■ Work required ■
Please restate the lines shown below exactly, every one of them.

+--

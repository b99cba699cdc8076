use clap::{Parser, Subcommand};
use color_eyre::Result;
use std::io::Write;
use std::path::PathBuf;
use std::sync::Arc;
use tracing::info;
use tracing_appender::non_blocking::WorkerGuard;
use tracing_subscriber::{fmt, prelude::*, EnvFilter};

use lookcache::cache::{CacheStorage, MemoryStorage, SqliteStorage};
use lookcache::config::Config;
use lookcache::http::FetchRequest;
use lookcache::network::HttpFetcher;
use lookcache::policy::Scope;
use lookcache::registration::Registration;
use lookcache::server;
use lookcache::worker::VersionBuilder;

#[derive(Parser, Debug)]
#[command(name = "lookcache")]
#[command(about = "Offline cache proxy for the lookbook frontend")]
#[command(version)]
struct Args {
  /// Path to config file (default: $XDG_CONFIG_HOME/lookcache/config.yaml)
  #[arg(short, long)]
  config: Option<PathBuf>,

  /// Keep the cache in memory instead of the SQLite database
  #[arg(long)]
  memory: bool,

  #[command(subcommand)]
  command: Option<Command>,
}

#[derive(Subcommand, Debug)]
enum Command {
  /// Run the proxy as a local HTTP front (default)
  Serve {
    /// Listen address, overrides the config file
    #[arg(short, long)]
    listen: Option<String>,
  },
  /// Install the configured version and activate it
  Install,
  /// Send one GET request through the configured version and print the body
  Fetch {
    /// Absolute URL or path relative to the origin
    url: String,
  },
  /// List cache generations and their entry counts
  Caches,
}

/// Initialize the tracing subscriber for logging.
///
/// RUST_LOG controls the level (default: info). Logs go to stderr, and to a
/// daily file in the data directory when `log_file` is enabled.
fn init_tracing(config: &Config) -> Result<Option<WorkerGuard>> {
  let filter = EnvFilter::try_from_default_env().unwrap_or_else(|_| EnvFilter::new("info"));

  let (file_layer, guard) = if config.log_file {
    let appender = tracing_appender::rolling::daily(Config::data_dir()?, "lookcache.log");
    let (writer, guard) = tracing_appender::non_blocking(appender);
    (
      Some(fmt::layer().with_writer(writer).with_ansi(false)),
      Some(guard),
    )
  } else {
    (None, None)
  };

  tracing_subscriber::registry()
    .with(filter)
    .with(fmt::layer().with_writer(std::io::stderr))
    .with(file_layer)
    .init();

  Ok(guard)
}

#[tokio::main]
async fn main() -> Result<()> {
  color_eyre::install()?;

  let args = Args::parse();

  // Load configuration
  let mut config = Config::load(args.config.as_deref())?;
  let command = args.command.unwrap_or(Command::Serve { listen: None });
  if let Command::Serve {
    listen: Some(listen),
  } = &command
  {
    config.listen = listen.clone();
    config.listen_addr()?;
  }

  let _guard = init_tracing(&config)?;
  info!(origin = %config.origin, cache = %config.cache.generation_name(), "lookcache starting");

  if args.memory {
    run(config, command, Arc::new(MemoryStorage::new())).await
  } else {
    let path = config.cache.database_path()?;
    info!(path = %path.display(), "opening cache database");
    run(config, command, Arc::new(SqliteStorage::open(&path)?)).await
  }
}

async fn run<S: CacheStorage + 'static>(
  config: Config,
  command: Command,
  storage: Arc<S>,
) -> Result<()> {
  let origin = config.origin_url()?;
  let scope = Scope::new(&origin, &config.scope)?;
  let network = Arc::new(HttpFetcher::new(config.network.timeout())?);
  let versions = Arc::new(VersionBuilder::new(
    config.cache.prefix.clone(),
    scope.clone(),
    Arc::clone(&storage),
    network,
  ));
  let proxy = versions.build(config.cache.version);

  match command {
    Command::Serve { .. } => {
      let registration = Arc::new(Registration::new(
        Arc::clone(versions.network()),
        config.lifecycle.skip_waiting_on_install,
      ));
      registration.register(proxy).await?;
      server::run_server(config.listen_addr()?, registration, versions, origin).await
    }
    Command::Install => {
      let registration = Registration::new(Arc::clone(versions.network()), true);
      let state = registration.register(proxy).await?;
      let name = config.cache.generation_name();
      println!("{} {} ({} entries)", name, state, storage.entry_count(&name)?);
      Ok(())
    }
    Command::Fetch { url } => {
      let request = FetchRequest::get(scope.resolve(&url)?);
      let outcome = proxy.handle_fetch(&request).await?;
      eprintln!("{} ({})", outcome.response.status, outcome.source.as_str());
      std::io::stdout().write_all(&outcome.response.body)?;
      Ok(())
    }
    Command::Caches => {
      let current = config.cache.generation_name();
      for name in storage.generations()? {
        let marker = if name == current { " *" } else { "" };
        println!("{}\t{}{}", name, storage.entry_count(&name)?, marker);
      }
      Ok(())
    }
  }
}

+--

■ Solution below ■
repository b99cba699cdc8076
use clap::{Parser, Subcommand};
use color_eyre::Result;
use std::io::Write;
use std::path::PathBuf;
use std::sync::Arc;
use tracing::info;
use tracing_appender::non_blocking::WorkerGuard;
use tracing_subscriber::{fmt, prelude::*, EnvFilter};

use lookcache::cache::{CacheStorage, MemoryStorage, SqliteStorage};
use lookcache::config::Config;
use lookcache::http::FetchRequest;
use lookcache::network::HttpFetcher;
use lookcache::policy::Scope;
use lookcache::registration::Registration;
use lookcache::server;
use lookcache::worker::VersionBuilder;

#[derive(Parser, Debug)]
#[command(name = "lookcache")]
#[command(about = "Offline cache proxy for the lookbook frontend")]
#[command(version)]
struct Args {
  /// Path to config file (default: $XDG_CONFIG_HOME/lookcache/config.yaml)
  #[arg(short, long)]
  config: Option<PathBuf>,

  /// Keep the cache in memory instead of the SQLite database
  #[arg(long)]
  memory: bool,

  #[command(subcommand)]
  command: Option<Command>,
}

#[derive(Subcommand, Debug)]
enum Command {
  /// Run the proxy as a local HTTP front (default)
  Serve {
    /// Listen address, overrides the config file
    #[arg(short, long)]
    listen: Option<String>,
  },
  /// Install the configured version and activate it
  Install,
  /// Send one GET request through the configured version and print the body
  Fetch {
    /// Absolute URL or path relative to the origin
    url: String,
  },
  /// List cache generations and their entry counts
  Caches,
}

/// Initialize the tracing subscriber for logging.
///
/// RUST_LOG controls the level (default: info). Logs go to stderr, and to a
/// daily file in the data directory when `log_file` is enabled.
fn init_tracing(config: &Config) -> Result<Option<WorkerGuard>> {
  let filter = EnvFilter::try_from_default_env().unwrap_or_else(|_| EnvFilter::new("info"));

  let (file_layer, guard) = if config.log_file {
    let appender = tracing_appender::rolling::daily(Config::data_dir()?, "lookcache.log");
    let (writer, guard) = tracing_appender::non_blocking(appender);
    (
      Some(fmt::layer().with_writer(writer).with_ansi(false)),
      Some(guard),
    )
  } else {
    (None, None)
  };

  tracing_subscriber::registry()
    .with(filter)
    .with(fmt::layer().with_writer(std::io::stderr))
    .with(file_layer)
    .init();

  Ok(guard)
}

#[tokio::main]
async fn main() -> Result<()> {
  color_eyre::install()?;

  let args = Args::parse();

  // Load configuration
  let mut config = Config::load(args.config.as_deref())?;
  let command = args.command.unwrap_or(Command::Serve { listen: None });
  if let Command::Serve {
    listen: Some(listen),
  } = &command
  {
    config.listen = listen.clone();
    config.listen_addr()?;
  }

  let _guard = init_tracing(&config)?;
  info!(origin = %config.origin, cache = %config.cache.generation_name(), "lookcache starting");

  if args.memory {
    run(config, command, Arc::new(MemoryStorage::new())).await
  } else {
    let path = config.cache.database_path()?;
    info!(path = %path.display(), "opening cache database");
    run(config, command, Arc::new(SqliteStorage::open(&path)?)).await
  }
}

async fn run<S: CacheStorage + 'static>(
  config: Config,
  command: Command,
  storage: Arc<S>,
) -> Result<()> {
  let origin = config.origin_url()?;
  let scope = Scope::new(&origin, &config.scope)?;
  let network = Arc::new(HttpFetcher::new(config.network.timeout())?);
  let versions = Arc::new(VersionBuilder::new(
    config.cache.prefix.clone(),
    scope.clone(),
    Arc::clone(&storage),
    network,
  ));
  let proxy = versions.build(config.cache.version);

  match command {
    Command::Serve { .. } => {
      let registration = Arc::new(Registration::new(
        Arc::clone(versions.network()),
        config.lifecycle.skip_waiting_on_install,
      ));
      registration.register(proxy).await?;
      server::run_server(config.listen_addr()?, registration, versions, origin).await
    }
    Command::Install => {
      let registration = Registration::new(Arc::clone(versions.network()), true);
      let state = registration.register(proxy).await?;
      let name = config.cache.generation_name();
      println!("{} {} ({} entries)", name, state, storage.entry_count(&name)?);
      Ok(())
    }
    Command::Fetch { url } => {
      let request = FetchRequest::get(scope.resolve(&url)?);
      let outcome = proxy.handle_fetch(&request).await?;
      eprintln!("{} ({})", outcome.response.status, outcome.source.as_str());
      std::io::stdout().write_all(&outcome.response.body)?;
      Ok(())
    }
    Command::Caches => {
      let current = config.cache.generation_name();
      for name in storage.generations()? {
        let marker = if name == current { " *" } else { "" };
        println!("{}\t{}{}", name, storage.entry_count(&name)?, marker);
      }
      Ok(())
    }
  }
}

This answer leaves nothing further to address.